The Stories of the Mona Lisa - Piotr Barsony

An Imaginary Museum Tale About the History of Modern Art
Illustrated by the author
Translated from the French by Joanna Oseman
Sky Pony Press, NY: 2012
HC $19.95
56 pages
Goodreads rating: 3.31
My rating: 4/excellent
Endpapers: gray with blurry black 1" dots and plops of colorful paint dots as well
Title Page: all white, but font is in colors and type that look like pastel crayons were used
Illustrations: In the style of many different artists

1st line: "Dad, will you tell me a story?"
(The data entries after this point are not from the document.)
//! Cloud command dispatch.
//!
//! Drains the session's inbound stream, picks out command-topic publishes,
//! and routes them to the channel layer. Malformed commands are logged and
//! dropped; the session continues.

use makapix_bus::BusSession;
use makapix_channel::{ChannelOrchestrator, RefreshCoordinator};
use makapix_proto::{Command, topics};
use tokio::task::JoinHandle;

/// Spawns the command dispatch task.
pub struct CommandDispatcher;

impl CommandDispatcher {
	/// Subscribe to the session and route commands until the session ends.
	pub fn spawn(
		session: BusSession,
		orchestrator: ChannelOrchestrator,
		refresh: RefreshCoordinator,
	) -> JoinHandle<()> {
		let mut rx = session.subscribe_inbound();
		tokio::spawn(async move {
			while let Some(msg) = rx.recv().await {
				let Some(key) = session.player_key() else {
					continue;
				};
				if !topics::is_command_topic(&key, &msg.topic) {
					continue;
				}

				let command: Command = match serde_json::from_slice(&msg.payload) {
					Ok(command) => command,
					Err(e) => {
						tracing::warn!(topic = %msg.topic, error = %e, "malformed command dropped");
						continue;
					}
				};
				tracing::info!(?command, "command received");

				match command {
					Command::SwitchChannel { kind, identifier } => {
						orchestrator.request_channel_switch(kind, identifier.as_deref());
					}
					Command::ShowArtwork { post } => {
						orchestrator.show_artwork(post);
					}
					Command::RefreshChannel { kind, identifier } => {
						refresh.request_refresh(kind, identifier.as_deref()).await;
					}
				}
			}
		})
	}
}
//! HTTP asset downloader feeding the vault.
//!
//! Works from the persisted channel index: `ensure_downloads_ahead` reads
//! `<root>/channel/<id>.idx`, stats the vault, and fetches the first missing
//! files. A 404 on an artwork is permanent; the post is skipped and not
//! retried within the process lifetime.

use std::collections::HashSet;
use std::path::PathBuf;
use std::sync::atomic::{AtomicU32, Ordering};
use std::sync::{Arc, Mutex};

use async_trait::async_trait;
use makapix_channel::{DownloadManager, vault_path};
use makapix_proto::{ArtworkPost, ChannelId, ChannelPost};

/// Downloader over HTTPS into the content-addressed vault.
pub struct HttpDownloadManager {
	inner: Arc<Inner>,
}

struct Inner {
	client: reqwest::Client,
	asset_root: PathBuf,
	/// Channels whose queued downloads were cancelled.
	cancelled: Mutex<HashSet<ChannelId>>,
	/// Posts that came back 404; never retried.
	dead_posts: Mutex<HashSet<String>>,
	in_flight: AtomicU32,
}

impl HttpDownloadManager {
	/// Build a downloader rooted at the asset directory.
	#[must_use]
	pub fn new(asset_root: PathBuf) -> Self {
		Self {
			inner: Arc::new(Inner {
				client: reqwest::Client::new(),
				asset_root,
				cancelled: Mutex::new(HashSet::new()),
				dead_posts: Mutex::new(HashSet::new()),
				in_flight: AtomicU32::new(0),
			}),
		}
	}

	fn missing_posts(&self, channel: &ChannelId, n: usize) -> Vec<ArtworkPost> {
		let index_path = self
			.inner
			.asset_root
			.join("channel")
			.join(format!("{channel}.idx"));
		let Ok(data) = std::fs::read(index_path) else {
			return Vec::new();
		};
		let Ok(posts) = serde_json::from_slice::<Vec<ChannelPost>>(&data) else {
			return Vec::new();
		};

		let dead = self.inner.dead_posts.lock().unwrap();
		posts
			.iter()
			.flat_map(|post| match post {
				ChannelPost::Artwork(a) => vec![a.clone()],
				ChannelPost::Playlist(p) => p.entries.clone(),
			})
			.filter(|a| !dead.contains(&a.storage_key))
			.filter(|a| !vault_path(&self.inner.asset_root, &a.storage_key, &a.url).is_file())
			.take(n)
			.collect()
	}
}

impl Inner {
	async fn fetch(&self, post: &ArtworkPost) -> std::io::Result<PathBuf> {
		let target = vault_path(&self.asset_root, &post.storage_key, &post.url);
		if target.is_file() {
			return Ok(target);
		}

		let response = self
			.client
			.get(&post.url)
			.send()
			.await
			.map_err(|e| std::io::Error::other(e.to_string()))?;

		if response.status().as_u16() == 404 {
			// Permanent miss; skip the post.
			self.dead_posts
				.lock()
				.unwrap()
				.insert(post.storage_key.clone());
			return Err(std::io::Error::new(
				std::io::ErrorKind::NotFound,
				"artwork gone",
			));
		}
		if !response.status().is_success() {
			return Err(std::io::Error::other(format!(
				"download status {}",
				response.status()
			)));
		}

		let body = response
			.bytes()
			.await
			.map_err(|e| std::io::Error::other(e.to_string()))?;
		if let Some(parent) = target.parent() {
			tokio::fs::create_dir_all(parent).await?;
		}
		let tmp = target.with_extension("part");
		tokio::fs::write(&tmp, &body).await?;
		tokio::fs::rename(&tmp, &target).await?;
		Ok(target)
	}
}

#[async_trait]
impl DownloadManager for HttpDownloadManager {
	fn ensure_downloads_ahead(&self, channel: &ChannelId, n: usize) {
		self.inner.cancelled.lock().unwrap().remove(channel);
		let posts = self.missing_posts(channel, n);
		if posts.is_empty() {
			return;
		}

		let inner = self.inner.clone();
		let channel = channel.clone();
		tokio::spawn(async move {
			for post in posts {
				if inner.cancelled.lock().unwrap().contains(&channel) {
					break;
				}
				inner.in_flight.fetch_add(1, Ordering::SeqCst);
				let result = inner.fetch(&post).await;
				inner.in_flight.fetch_sub(1, Ordering::SeqCst);
				if let Err(e) = result {
					tracing::debug!(post_id = post.post_id.0, error = %e, "asset download failed");
				}
			}
		});
	}

	fn cancel_channel(&self, channel: &ChannelId) {
		self.inner.cancelled.lock().unwrap().insert(channel.clone());
	}

	fn is_busy(&self) -> bool {
		self.inner.in_flight.load(Ordering::SeqCst) > 0
	}

	async fn download_artwork(
		&self,
		post: &ArtworkPost,
		progress: Box<dyn Fn(u8) + Send>,
	) -> std::io::Result<PathBuf> {
		progress(0);
		let path = self.inner.fetch(post).await?;
		progress(100);
		Ok(path)
	}
}
#[tokio::test(flavor = "current_thread", start_paused = true)]
async fn load_failure_shows_error_and_falls_back() {
	let rig = rig();
	let promoted = ChannelKind::Promoted.channel_id(None);
	rig.source
		.set_error(&promoted, IndexError::Request("boom".into()));

	rig.orchestrator
		.request_channel_switch(ChannelKind::Promoted, None);
	tokio::time::sleep(Duration::from_secs(6)).await;

	let messages: Vec<ChannelMessage> = rig
		.surface
		.messages
		.lock()
		.unwrap()
		.iter()
		.map(|(m, _)| *m)
		.collect();
	assert!(messages.contains(&ChannelMessage::Error));
	assert!(rig.playback.local_fallback.load(Ordering::SeqCst));
	assert_eq!(rig.orchestrator.current_channel_id(), None);
}

#[tokio::test(flavor = "current_thread", start_paused = true)]
async fn switching_away_cancels_downloads_of_prior_channel() {
	let rig = rig();
	let promoted = ChannelKind::Promoted.channel_id(None);
	let all = ChannelKind::All.channel_id(None);
	for (id, key) in [(&promoted, "hhh"), (&all, "iii")] {
		let post = artwork(1, key);
		place_asset(rig.root.path(), &post);
		rig.source.set_index(id, vec![ChannelPost::Artwork(post)]);
	}

	rig.orchestrator
		.request_channel_switch(ChannelKind::Promoted, None);
	settle().await;
	rig.orchestrator.request_channel_switch(ChannelKind::All, None);
	settle().await;

	assert_eq!(
		rig.downloads.cancelled.lock().unwrap().as_slice(),
		&[promoted]
	);
	assert_eq!(rig.orchestrator.current_channel_id(), Some(all));
}

#[tokio::test(flavor = "current_thread", start_paused = true)]
async fn show_artwork_sets_sentinel_and_intent() {
	let rig = rig();
	let post = artwork(42, "jjj");

	rig.orchestrator.show_artwork(post);
	settle().await;

	assert_eq!(
		rig.orchestrator.current_channel_id(),
		Some(ChannelId("artwork".into()))
	);
	assert!(rig.intent_flag.load(Ordering::SeqCst));
	let adopted = rig.playback.adopted.lock().unwrap();
	assert_eq!(
		adopted.as_ref().unwrap().channel_id(),
		ChannelId("artwork".into())
	);
}

#[tokio::test(flavor = "current_thread", start_paused = true)]
async fn refresh_marks_completion_and_signals_scheduler() {
	let root = tempfile::tempdir().unwrap();
	let source = Arc::new(FakeIndexSource::default());
	let all = ChannelKind::All.channel_id(None);
	source.set_index(&all, vec![ChannelPost::Artwork(artwork(1, "kkk"))]);

	let factory = Arc::new(RemoteChannelFactory::new(
		source.clone(),
		root.path().to_path_buf(),
	));
	let scheduler = Arc::new(FakeScheduler::default());
	let coordinator = RefreshCoordinator::new(factory, scheduler.clone());

	coordinator.request_refresh(ChannelKind::All, None).await;
	assert_eq!(scheduler.refreshed.lock().unwrap().as_slice(), &[all.clone()]);
	assert!(coordinator.check_and_clear(&all));
	assert!(!coordinator.check_and_clear(&all));

	// A second refresh of an already-loaded persistent handle also pushes a
	// cloud-side refresh request.
	coordinator.request_refresh(ChannelKind::All, None).await;
	assert_eq!(source.refreshes.lock().unwrap().as_slice(), &[all]);
}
My review on Goodreads:  I was at the Philadelphia Museum of Art today and before leaving, sat on the floor of the (incredible) bookstore checking out the many children's picture books about art and artists.  I loved this one. In it, the artist/author shows the different ways in which different important/famous artists would have painted the Mona Lisa if they'd used their own styles. I do wish that that premise might have been made a little clearer to kids (I knew that Monet, Picasso, vanGogh, Haring, Kandinsky and a dozen or so others had never painted any Mona Lisas, but kids might not understand that).  Otherwise, it was a topnotch book with a great explanation of some of the different art movements in recent(or somewhat recent) history.  I had to buy it. I've already read it twice.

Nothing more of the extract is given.